Ok, adesso inizio il mio racconto, si intitola “Il mondo visto da una scarpa”. In questi giorno, sta arrivando l’estate, mi sono reso conto che molte donne sono sceme. Ne avevo già avuto qualche sentore, però molte donne me lo confermano in questi giorni, che fa un caldo primaverile nella capitale, infilandosi proprio in questi giorni degli stivaloni caldissimi.

Belin, c’è un sole che spacca le pietre del Colosseo, fa caldo che si suda, e tu cosa fai alla mattina? Ti infili stivaloni di pelle invernali, con tanto di collant e panta collant? Allora sei rinco, scusa, stivaloni da saloon, tipo durango, con sto caldo. Belin, ma allora te le meriti le caldane che ti verrano nelle gambe in sti giorni, scusa. Donna che non guardi le previsioni del tempo e che chissà perché ti infili stivaloni invernali, magari minigonnata, con collant ultra caldo, in questi giorni che finalmente è partorita la primavera. Belin, tirala fuori la gamba invece di inguainartela adesso che ci sono 28° all'ombra, belin.
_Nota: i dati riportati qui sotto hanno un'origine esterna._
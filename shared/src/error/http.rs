//! HTTP status code mapping for error codes

use super::codes::ErrorCode;
use http::StatusCode;

impl ErrorCode {
    /// Get the appropriate HTTP status code for this error code
    pub fn http_status(&self) -> StatusCode {
        match self {
            // Success
            Self::Success => StatusCode::OK,

            // 404 Not Found
            Self::NotFound
            | Self::UserNotFound
            | Self::ReservationNotFound
            | Self::RestaurantNotFound
            | Self::CategoryNotFound
            | Self::ReviewNotFound => StatusCode::NOT_FOUND,

            // 409 Conflict
            Self::AlreadyExists
            | Self::EmailAlreadyRegistered
            | Self::ReservationAlreadyCancelled
            | Self::CategoryNameExists
            | Self::ReviewAlreadyExists => StatusCode::CONFLICT,

            // 401 Unauthorized
            Self::NotAuthenticated
            | Self::InvalidCredentials
            | Self::TokenExpired
            | Self::TokenInvalid
            | Self::AccountDisabled => StatusCode::UNAUTHORIZED,

            // 403 Forbidden
            Self::PermissionDenied | Self::StaffRequired => StatusCode::FORBIDDEN,

            // 503 Service Unavailable (transient errors, client can retry)
            Self::TimeoutError => StatusCode::SERVICE_UNAVAILABLE,

            // 500 Internal Server Error
            Self::InternalError | Self::DatabaseError | Self::ConfigError => {
                StatusCode::INTERNAL_SERVER_ERROR
            }

            // 400 Bad Request (default for validation/business errors)
            _ => StatusCode::BAD_REQUEST,
        }
    }
}
//! User Repository

use super::{RepoError, RepoResult};
use shared::models::{ProfileUpdate, User};
use sqlx::SqlitePool;

const USER_SELECT: &str = "SELECT id, email, password_hash, first_name, last_name, is_premium, is_staff, is_active, postal_code, address, phone_number, created_at, updated_at FROM user";

pub async fn find_by_id(pool: &SqlitePool, id: i64) -> RepoResult<Option<User>> {
    let sql = format!("{USER_SELECT} WHERE id = ?");
    let row = sqlx::query_as::<_, User>(&sql)
        .bind(id)
        .fetch_optional(pool)
        .await?;
    Ok(row)
}

/// Lookup by normalized (lowercase) email
pub async fn find_by_email(pool: &SqlitePool, email: &str) -> RepoResult<Option<User>> {
    let sql = format!("{USER_SELECT} WHERE email = ?");
    let row = sqlx::query_as::<_, User>(&sql)
        .bind(email)
        .fetch_optional(pool)
        .await?;
    Ok(row)
}

pub async fn create(
    pool: &SqlitePool,
    email: &str,
    password_hash: &str,
    first_name: &str,
    last_name: &str,
) -> RepoResult<User> {
    let now = shared::util::now_millis();
    let id = shared::util::snowflake_id();
    sqlx::query(
        "INSERT INTO user (id, email, password_hash, first_name, last_name, created_at, updated_at) VALUES (?1, ?2, ?3, ?4, ?5, ?6, ?6)",
    )
    .bind(id)
    .bind(email)
    .bind(password_hash)
    .bind(first_name)
    .bind(last_name)
    .bind(now)
    .execute(pool)
    .await
    .map_err(|e| match RepoError::from(e) {
        RepoError::Duplicate(_) => RepoError::Duplicate(format!("User {email}")),
        other => other,
    })?;
    find_by_id(pool, id)
        .await?
        .ok_or_else(|| RepoError::Database("Failed to create user".into()))
}

pub async fn update_profile(pool: &SqlitePool, id: i64, data: &ProfileUpdate) -> RepoResult<User> {
    let now = shared::util::now_millis();
    let rows = sqlx::query(
        "UPDATE user SET first_name = COALESCE(?1, first_name), last_name = COALESCE(?2, last_name), postal_code = COALESCE(?3, postal_code), address = COALESCE(?4, address), phone_number = COALESCE(?5, phone_number), updated_at = ?6 WHERE id = ?7",
    )
    .bind(&data.first_name)
    .bind(&data.last_name)
    .bind(&data.postal_code)
    .bind(&data.address)
    .bind(&data.phone_number)
    .bind(now)
    .bind(id)
    .execute(pool)
    .await?;
    if rows.rows_affected() == 0 {
        return Err(RepoError::NotFound(format!("User {id} not found")));
    }
    find_by_id(pool, id)
        .await?
        .ok_or_else(|| RepoError::NotFound(format!("User {id} not found")))
}

pub async fn update_password(pool: &SqlitePool, id: i64, password_hash: &str) -> RepoResult<()> {
    let now = shared::util::now_millis();
    let rows = sqlx::query("UPDATE user SET password_hash = ?1, updated_at = ?2 WHERE id = ?3")
        .bind(password_hash)
        .bind(now)
        .bind(id)
        .execute(pool)
        .await?;
    if rows.rows_affected() == 0 {
        return Err(RepoError::NotFound(format!("User {id} not found")));
    }
    Ok(())
}

/// Grant or revoke staff rights (admin tooling, seeding)
pub async fn set_staff(pool: &SqlitePool, id: i64, is_staff: bool) -> RepoResult<()> {
    let now = shared::util::now_millis();
    let rows = sqlx::query("UPDATE user SET is_staff = ?1, updated_at = ?2 WHERE id = ?3")
        .bind(is_staff)
        .bind(now)
        .bind(id)
        .execute(pool)
        .await?;
    if rows.rows_affected() == 0 {
        return Err(RepoError::NotFound(format!("User {id} not found")));
    }
    Ok(())
}

pub async fn set_active(pool: &SqlitePool, id: i64, is_active: bool) -> RepoResult<()> {
    let now = shared::util::now_millis();
    let rows = sqlx::query("UPDATE user SET is_active = ?1, updated_at = ?2 WHERE id = ?3")
        .bind(is_active)
        .bind(now)
        .bind(id)
        .execute(pool)
        .await?;
    if rows.rows_affected() == 0 {
        return Err(RepoError::NotFound(format!("User {id} not found")));
    }
    Ok(())
}

#[cfg(test)]
mod tests {
    use super::*;
    use crate::db::repository::test_support;

    #[tokio::test]
    async fn test_create_and_find() {
        let pool = test_support::pool().await;
        let user = create(&pool, "guest@example.com", "hash", "Taro", "Yamada")
            .await
            .unwrap();

        assert!(!user.is_staff);
        assert!(!user.is_premium);
        assert!(user.is_active);

        let by_email = find_by_email(&pool, "guest@example.com").await.unwrap().unwrap();
        assert_eq!(by_email.id, user.id);
        assert!(find_by_email(&pool, "nobody@example.com").await.unwrap().is_none());
    }

    #[tokio::test]
    async fn test_duplicate_email() {
        let pool = test_support::pool().await;
        create(&pool, "guest@example.com", "hash", "", "").await.unwrap();
        let err = create(&pool, "guest@example.com", "hash", "", "").await.unwrap_err();
        assert!(matches!(err, RepoError::Duplicate(_)));
    }

    #[tokio::test]
    async fn test_update_profile_keeps_absent_fields() {
        let pool = test_support::pool().await;
        let user = test_support::seed_user(&pool, "guest@example.com").await;

        let updated = update_profile(
            &pool,
            user.id,
            &ProfileUpdate {
                postal_code: Some("100-0001".into()),
                ..Default::default()
            },
        )
        .await
        .unwrap();

        assert_eq!(updated.postal_code.as_deref(), Some("100-0001"));
        assert_eq!(updated.first_name, "Taro");
        assert!(updated.updated_at >= user.updated_at);
    }

    #[tokio::test]
    async fn test_update_missing_user() {
        let pool = test_support::pool().await;
        let err = update_password(&pool, 1, "hash").await.unwrap_err();
        assert!(matches!(err, RepoError::NotFound(_)));
    }

    #[tokio::test]
    async fn test_flags() {
        let pool = test_support::pool().await;
        let user = test_support::seed_user(&pool, "staff@example.com").await;
        set_staff(&pool, user.id, true).await.unwrap();
        set_active(&pool, user.id, false).await.unwrap();

        let user = find_by_id(&pool, user.id).await.unwrap().unwrap();
        assert!(user.is_staff);
        assert!(!user.is_active);
    }
}
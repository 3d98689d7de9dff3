//! User Model

use serde::{Deserialize, Serialize};

/// User entity (accounts table row)
///
/// `password_hash` never leaves the server.
#[derive(Debug, Clone, Serialize, Deserialize)]
#[cfg_attr(feature = "db", derive(sqlx::FromRow))]
pub struct User {
    pub id: i64,
    pub email: String,
    #[serde(skip_serializing, default)]
    pub password_hash: String,
    pub first_name: String,
    pub last_name: String,
    pub is_premium: bool,
    pub is_staff: bool,
    pub is_active: bool,
    pub postal_code: Option<String>,
    pub address: Option<String>,
    pub phone_number: Option<String>,
    pub created_at: i64,
    pub updated_at: i64,
}

impl User {
    /// "Last First", falling back to the email when no name is set
    pub fn display_name(&self) -> String {
        let full = format!("{} {}", self.last_name, self.first_name);
        let full = full.trim();
        if full.is_empty() {
            self.email.clone()
        } else {
            full.to_string()
        }
    }
}

/// Public user info returned by the API
#[derive(Debug, Clone, PartialEq, Eq, Serialize, Deserialize)]
pub struct UserInfo {
    pub id: i64,
    pub email: String,
    pub first_name: String,
    pub last_name: String,
    pub display_name: String,
    pub is_premium: bool,
    pub is_staff: bool,
    pub postal_code: Option<String>,
    pub address: Option<String>,
    pub phone_number: Option<String>,
}

impl From<&User> for UserInfo {
    fn from(user: &User) -> Self {
        Self {
            id: user.id,
            email: user.email.clone(),
            first_name: user.first_name.clone(),
            last_name: user.last_name.clone(),
            display_name: user.display_name(),
            is_premium: user.is_premium,
            is_staff: user.is_staff,
            postal_code: user.postal_code.clone(),
            address: user.address.clone(),
            phone_number: user.phone_number.clone(),
        }
    }
}

/// Registration payload
#[derive(Debug, Clone, Serialize, Deserialize)]
pub struct RegisterRequest {
    pub email: String,
    pub password: String,
    #[serde(default)]
    pub first_name: Option<String>,
    #[serde(default)]
    pub last_name: Option<String>,
}

/// Login payload
#[derive(Debug, Clone, Serialize, Deserialize)]
pub struct LoginRequest {
    pub email: String,
    pub password: String,
}

/// Token + user, returned by register, login and password change
#[derive(Debug, Clone, Serialize, Deserialize)]
pub struct AuthResponse {
    pub token: String,
    pub user: UserInfo,
}

/// Profile update payload (absent fields are left untouched)
#[derive(Debug, Clone, Default, Serialize, Deserialize)]
pub struct ProfileUpdate {
    pub first_name: Option<String>,
    pub last_name: Option<String>,
    pub postal_code: Option<String>,
    pub address: Option<String>,
    pub phone_number: Option<String>,
}

/// Password change payload
#[derive(Debug, Clone, Serialize, Deserialize)]
pub struct PasswordChange {
    pub old_password: String,
    pub new_password: String,
}
//! Logging Infrastructure
//!
//! Structured logging on stdout, or a daily rolling file when a log
//! directory is configured and exists.

use std::path::Path;

use tracing_subscriber::EnvFilter;

/// Initialize the logger at `info` on stdout
pub fn init_logger() {
    init_logger_with_file(None, false, None);
}

/// Initialize the logger with optional JSON formatting and file output
///
/// `RUST_LOG` wins over `log_level` when set.
pub fn init_logger_with_file(log_level: Option<&str>, json: bool, log_dir: Option<&str>) {
    let filter = EnvFilter::try_from_default_env()
        .unwrap_or_else(|_| EnvFilter::new(default_directives(log_level.unwrap_or("info"))));

    let builder = tracing_subscriber::fmt()
        .with_env_filter(filter)
        .with_file(false)
        .with_line_number(false)
        .with_thread_ids(false)
        .with_target(false);

    let file_dir = log_dir
        .map(Path::new)
        .filter(|dir| dir.is_dir())
        .and_then(Path::to_str);

    // try_init: tests may initialise more than once
    let result = match (file_dir, json) {
        (Some(dir), true) => builder
            .json()
            .with_writer(tracing_appender::rolling::daily(dir, "booking-server"))
            .try_init(),
        (Some(dir), false) => builder
            .with_ansi(false)
            .with_writer(tracing_appender::rolling::daily(dir, "booking-server"))
            .try_init(),
        (None, true) => builder.json().try_init(),
        (None, false) => builder.try_init(),
    };

    if let Err(e) = result {
        eprintln!("Logger already initialised: {e}");
    }
}

fn default_directives(level: &str) -> String {
    format!("booking_server={level},shared={level},tower_http={level},security={level}")
}

#[cfg(test)]
mod tests {
    use super::*;

    #[test]
    fn directives_cover_own_crates() {
        let d = default_directives("debug");
        assert!(d.contains("booking_server=debug"));
        assert!(d.contains("tower_http=debug"));
    }

    #[test]
    fn missing_log_dir_falls_back_to_stdout() {
        init_logger_with_file(Some("warn"), false, Some("/definitely/not/here"));
        init_logger();
    }
}
//! Shared types for the booking service
//!
//! Error codes and response envelopes, data models, and the reservation
//! booking rules. Used by `booking-server` and by API clients.

pub mod error;
pub mod models;
pub mod reservation;
pub mod util;

// Re-exports
pub use axum::Json;
pub use http;
pub use serde::{Deserialize, Serialize};
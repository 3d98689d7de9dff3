//! Favorite API

mod handler;

use axum::{Router, routing::get};

use crate::core::ServerState;

pub fn router() -> Router<ServerState> {
    Router::new()
        .route(
            "/api/restaurants/{id}/favorite",
            get(handler::status).post(handler::toggle),
        )
        .route("/api/favorites", get(handler::list))
}
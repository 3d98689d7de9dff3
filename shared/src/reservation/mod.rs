//! Reservation booking rules
//!
//! Pure, I/O-free logic shared by the server and any client that wants to
//! pre-check a booking form: the slot grid, the request validator and the
//! reservation status lifecycle.

mod slots;
mod status;
mod validator;

pub use slots::{
    LAST_CALL, OPENING, SLOT_INTERVAL_MINUTES, TIME_SLOTS, TimeSlot, minute_of_day, slot_at,
};
pub use status::{ReservationStatus, StatusTransitionError, UnknownStatus};
pub use validator::{
    BOOKING_HORIZON_DAYS, MAX_PARTY_SIZE, MIN_PARTY_SIZE, ReservationRequest, TIME_FORMAT,
    ValidReservation, ValidationError, validate,
};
Vabbè, ste donne qua sono come quelli che si mettono le scarpe senza calze a dicembre, con un freddo della madonna, e ti assicuro che se ci fai caso ce ne sono molti. Si vede che di gente strana in giro ce n’è a pacchi, le donne poi le persone le battono tutte, sia di sesso maschile sia di sesso femminile, ste donne con gli stivaloni. Invece, altre scarpe che vedo a pacchi in giro in questo periodo sono le ballerine, o comunque scarpe basse, con belle calze multicolor a righe orizzontali. Ottime, brava.

Ieri sera, mi stavo bevendo una birra a Monti, ho visto una donna che i suoi piedi secondo me a casa li poteva mettere a fare lo stufato di patate. Senti qua. Indossava gonna sopra il ginocchio senza calze – però faceva un freddo bucefalo, dopo il tramonto non fa mica ancora così caldo, oh donna donna – e i piedi le stavano esplodendo dentro a questi sandali con tacco alto.

Erano rossissimi, i piedi, sembravano come quando mia zia fa la cima, una specie di mega-involtino ripieno di carne trita, piselli, uova sode, che alla fine lega tutto con dello spago. Quei pedi secondo me non ci stavano più dentro da mò i quei sandali. Però, lei ostentava indifferenza, faceva la vaga, soffriva in silenzio, si era fatta uscire il sangue dal labbor e dalla lingua per non urlare di dolore, c'aveva vesciche purulente nei talloni ecc. Stava soffrendo le pene dell’inferno e contava letteralmente i passi per arrivare a casa a farsi un pediluvio, ma soffriva in silenzio.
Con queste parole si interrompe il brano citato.